818 S.E.2d 218
S.C. Ct. App.2018Background
- Crenshaw, a tenured Erskine College professor and former paramedic, intervened when a student became disoriented after an athletic practice; disagreement followed about calling an ambulance and whether athletic trainers delayed transport.
- Athletic staff filed grievances alleging Crenshaw violated concussion/athletic protocols and disparaged trainers; matter escalated through faculty grievance procedures to President Norman.
- Norman initiated termination-for-cause procedures under Erskine’s Faculty Manual, offered Crenshaw three options (apologies, formal proceedings, or early-retirement severance), and set a hearing date if formal proceedings proceeded.
- Crenshaw did not timely accept the early-retirement offer or request the scheduled hearing; Norman terminated his employment after extended deadlines passed. Crenshaw sued for breach of contract (merged with wrongful discharge) and intentional infliction of emotional distress.
- A jury found Erskine breached the contract and awarded $600,000; the trial court later granted JNOV for Erskine, concluding Crenshaw had breached the contract by failing to request a hearing. The court of appeals reversed.
Issues
| Issue | Plaintiff's Argument | Defendant's Argument | Held |
|---|---|---|---|
| Whether trial court erred in granting JNOV after jury verdict | Crenshaw: JNOV improper because jury (via special verdict) resolved fact whether contract breached and its findings should stand | Erskine: Crenshaw failed to follow contract procedures (timely request hearing), so JNOV proper as a matter of law | Reversed: JNOV improper—reasonable jury could find Manual/letters ambiguous, Plaintiff’s breach immaterial, so jury verdict stands |
| Whether implied covenant of good faith and fair dealing was breached | Crenshaw: Erskine acted in bad faith by compressing/shortening procedural stages, suspending him, and cutting off time to consider early-retirement | Erskine: Followed Manual; Crenshaw failed to request hearing and did not accept severance in time | Held for Crenshaw: jury could find Erskine breached implied covenant by jumbling procedures and denying a meaningful opportunity for hearing |
| Whether use of special verdict form precludes JNOV | Crenshaw: Special verdict binding; court cannot grant JNOV after parties accepted special verdict form | Erskine: Rule 50 allows post-verdict JNOV when issues were raised at directed-verdict stage | Issue not preserved below, but court notes special verdict does not automatically bar JNOV; nevertheless, here JNOV reversal was error because jury resolution permitted |
| Preservation of good-faith argument | Crenshaw: He repeatedly argued Erskine acted in bad faith during trial and post-trial | Erskine: Plaintiff failed to specifically raise implied-covenant claim in motions/hearing | Court: Argument preserved—Crenshaw argued bad faith conduct (compressing stages) at trial |
Key Cases Cited
- Elam v. S.C. Dep't of Transp., 361 S.C. 9, 602 S.E.2d 772 (standard for reviewing directed verdict/JNOV)

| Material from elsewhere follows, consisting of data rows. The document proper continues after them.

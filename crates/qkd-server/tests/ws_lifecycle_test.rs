//! WebSocket observer lifecycle tests.
//!
//! These tests verify, over real sockets:
//! - Connecting registers an observer
//! - Text from any connection starts a run every connection sees
//! - A dropped connection is unregistered and `/ws` keeps serving
//!
//! The hub runs on `SystemEnv` with a short stage delay.

use std::{net::SocketAddr, sync::Arc, time::Duration};

use futures_util::{SinkExt, StreamExt};
use qkd_proto::{StageMessage, StageStatus};
use qkd_server::{
    AppState, ChannelObserver, HubConfig, MemoryStorage, Server, ServerRuntimeConfig, SessionHub,
    SystemEnv, router,
};
use tokio::{net::TcpListener, time::timeout};
use tokio_tungstenite::{MaybeTlsStream, WebSocketStream, connect_async, tungstenite::Message};

type Client = WebSocketStream<MaybeTlsStream<tokio::net::TcpStream>>;
type Hub = SessionHub<SystemEnv, ChannelObserver>;

const START: &str = r#"{"action":"START_KEY_GEN","hacker":false}"#;
const START_ATTACK: &str = r#"{"action":"START_KEY_GEN","hacker":true}"#;
const WAIT: Duration = Duration::from_secs(5);

fn fast_config() -> HubConfig {
    HubConfig { stage_delay: Duration::from_millis(20), ..HubConfig::default() }
}

/// Serve the router on an ephemeral port, keeping a handle on the hub.
async fn serve_router() -> (SocketAddr, Arc<Hub>) {
    let hub = Arc::new(SessionHub::new(SystemEnv::new(), fast_config()));
    let app = router(AppState::new(Arc::clone(&hub), MemoryStorage::new()));
    let listener = TcpListener::bind("127.0.0.1:0").await.unwrap();
    let addr = listener.local_addr().unwrap();

    tokio::spawn(async move {
        axum::serve(listener, app).await.unwrap();
    });

    (addr, hub)
}

async fn connect(addr: SocketAddr) -> Client {
    let (client, _) = connect_async(format!("ws://{addr}/ws")).await.unwrap();
    client
}

async fn send(client: &mut Client, text: &str) {
    client.send(Message::Text(text.into())).await.unwrap();
}

/// Next stage message, skipping control frames.
async fn next_stage(client: &mut Client) -> StageMessage {
    loop {
        let frame = timeout(WAIT, client.next())
            .await
            .expect("timed out waiting for a stage")
            .expect("connection closed")
            .unwrap();

        if let Message::Text(text) = frame {
            return StageMessage::from_json(&text).unwrap();
        }
    }
}

/// Oracle: one run's worth of stages, returning the complete message
async fn verify_single_run(client: &mut Client, context: &str) -> StageMessage {
    let initializing = next_stage(client).await;
    assert_eq!(initializing.status(), StageStatus::Initializing, "{context}");

    let complete = next_stage(client).await;
    assert_eq!(complete.status(), StageStatus::Complete, "{context}");
    complete
}

/// Oracle: registry reaches `expected` observers
async fn wait_for_observers(hub: &Hub, expected: usize) {
    let reached = timeout(WAIT, async {
        while hub.observer_count().await != expected {
            tokio::time::sleep(Duration::from_millis(10)).await;
        }
    })
    .await;

    assert!(reached.is_ok(), "expected {expected} observers, have {}", hub.observer_count().await);
}

#[tokio::test]
async fn connect_registers_and_drop_unregisters() {
    let (addr, hub) = serve_router().await;

    let mut a = connect(addr).await;
    let mut b = connect(addr).await;
    wait_for_observers(&hub, 2).await;

    send(&mut a, START_ATTACK).await;

    let complete_a = verify_single_run(&mut a, "client a, first run").await;
    let complete_b = verify_single_run(&mut b, "client b, first run").await;
    assert_eq!(complete_a, complete_b, "shared session: both see the same key");

    drop(b);
    wait_for_observers(&hub, 1).await;

    send(&mut a, START).await;
    verify_single_run(&mut a, "client a, after b left").await;

    // Endpoint still accepts and the newcomer's run reaches both
    let mut c = connect(addr).await;
    wait_for_observers(&hub, 2).await;
    send(&mut c, START).await;

    let complete_c = verify_single_run(&mut c, "client c").await;
    let complete_a = verify_single_run(&mut a, "client a, third run").await;
    assert_eq!(complete_a, complete_c);
}

#[tokio::test]
async fn malformed_text_keeps_connection_open() {
    let (addr, hub) = serve_router().await;
    let mut a = connect(addr).await;
    wait_for_observers(&hub, 1).await;

    send(&mut a, "not json").await;
    send(&mut a, r#"{"action":"PING"}"#).await;
    send(&mut a, START).await;

    let initializing = next_stage(&mut a).await;
    assert_eq!(initializing, StageMessage::initializing(false));
    assert_eq!(next_stage(&mut a).await.status(), StageStatus::Complete);
    assert_eq!(hub.observer_count().await, 1);
}

#[tokio::test]
async fn bound_server_serves_observers_end_to_end() {
    let tmp = tempfile::tempdir().unwrap();
    let config = ServerRuntimeConfig {
        bind_address: "127.0.0.1:0".to_string(),
        upload_dir: tmp.path().join("uploads"),
        hub: fast_config(),
        ..ServerRuntimeConfig::default()
    };
    let server = Server::bind(config).await.unwrap();
    let addr = server.local_addr().unwrap();
    tokio::spawn(async move {
        server.run().await.unwrap();
    });

    // A connection is registered before its own text is read, so each run
    // below reaches everyone connected before it was requested
    let mut a = connect(addr).await;
    send(&mut a, START).await;
    verify_single_run(&mut a, "client a alone").await;

    let mut b = connect(addr).await;
    send(&mut b, START_ATTACK).await;
    let complete_b = verify_single_run(&mut b, "client b").await;
    let complete_a = verify_single_run(&mut a, "client a, b's run").await;
    assert_eq!(complete_a, complete_b);

    drop(b);
    send(&mut a, START).await;
    verify_single_run(&mut a, "client a after b left").await;

    let mut c = connect(addr).await;
    send(&mut c, START).await;
    verify_single_run(&mut c, "client c").await;
}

- Strange v. S.C. Dep't of Highways & Pub. Transp., 314 S.C. 427, 445 S.E.2d 439 (deny directed verdict/JNOV if evidence permits more than one reasonable inference)
- Gastineau v. Murphy, 331 S.C. 565, 503 S.E.2d 712 (JNOV only when no reasonable jury could reach challenged verdict)
- Adams v. G.J. Creel & Sons, Inc., 320 S.C. 274, 465 S.E.2d 84 (existence of implied covenant of good faith and fair dealing in every contract)
- Smith v. Ridgeway Chemicals, Inc., 302 S.C. 303, 395 S.E.2d 742 (Rule 50(b) JNOV availability when issues submitted at directed-verdict stage)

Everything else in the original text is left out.